Here, the hood part 1, the propulsion part 2, and the tail part 7 are arranged so that the upper surface thereof forms a step by step, while the standing plate 4 in the propulsion part 2 is The end of the upper member 4a extends outward from the inclined plate 5 by a predetermined length.

In addition, the connection between each shield is made by placing two alternating shields (a, a ') having different heights of the uprights (4, 4') at the time of construction, and placing them alternately. 4a, 4a ') only when the ends overlap the upper and lower, the connection is made.

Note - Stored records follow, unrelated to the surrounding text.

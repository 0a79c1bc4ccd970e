//! Cryptographic primitives for fairroll.
//!
//! - **Keccak-256** over Solidity packed encoding for digests (`soliditySha3`)
//! - **secp256k1** recoverable ECDSA for signing digests and recovering signers
//! - Address derivation and EIP-55 mixed-case checksums

pub mod abi;
pub mod address;
pub mod error;
pub mod hash;
pub mod identity;
pub mod keys;
pub mod sign;

pub use abi::{decode_uint_word, encode_call, encode_packed, function_selector};
pub use address::{to_checksum, validate_checksum};
pub use error::CryptoError;
pub use hash::{hash_message, keccak256, keccak256_multi, solidity_sha3};
pub use identity::{Identity, LocalIdentity};
pub use keys::{address_from_private, generate_private_key};
pub use sign::{check_signature, recover, sign_hash};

According to the present invention method shield (a) described above, the front end of the hood portion (1) is wedge-shaped, easy to press into the target ground, the upper plate (4a, 4a ') of the riser plate of the propulsion unit (2). By connecting the ends of the cross-section in planar contact with each other in the excavation direction, the propulsion resistance friction force at the connection of adjacent mass shields (a, a ') is reduced, while the tail portion (7) is supported by the vertical reinforcing plate (8). By reinforcing the bending rigidity of), the excavation operation can be performed with a small force, and the damage caused by the bending deformation of the tail portion is greatly reduced.

Claims (2)

In the ground excavation method, which comprises a hood portion press-fitted into the ground, a propulsion portion inclined to the hood portion and having a constant thickness, and a single-layered perpendicular to the propulsion portion, the earth plate is caught and the tail portion is provided. The front end of the hood part 1 is formed in a sharp wedge shape, and the propelling part 2 is disposed on both sides of the propulsion hanger grooves 3a formed in a line at a predetermined interval along the axial direction at the center of the lower plate 3. A vertically welded " a " shaped umbilical plate 4 and the horizontal top member 4a of this umbilical plate 4 on the outside of the umbilical plate 4 are supported by a predetermined length. It consists of a connecting plate (6) for supporting the upper end of the upright plate (4) coupled to extend, the tail portion (7) is a vertical reinforcing plate (8) in the vertical downward direction along the centerline on the lower surface Underground digging mass shield, characterized in that the fixed installation. 2. The method according to claim 1, wherein the method shield is made of method shields (a, a ') having different heights of the uprights (4, 4') of the propulsion unit (2). The uprights of the upright plates (4, 4 '), the ends of the upper members (4a, 4a') are arranged so that they can be interconnected by overlapping up and down, the underground shielding method.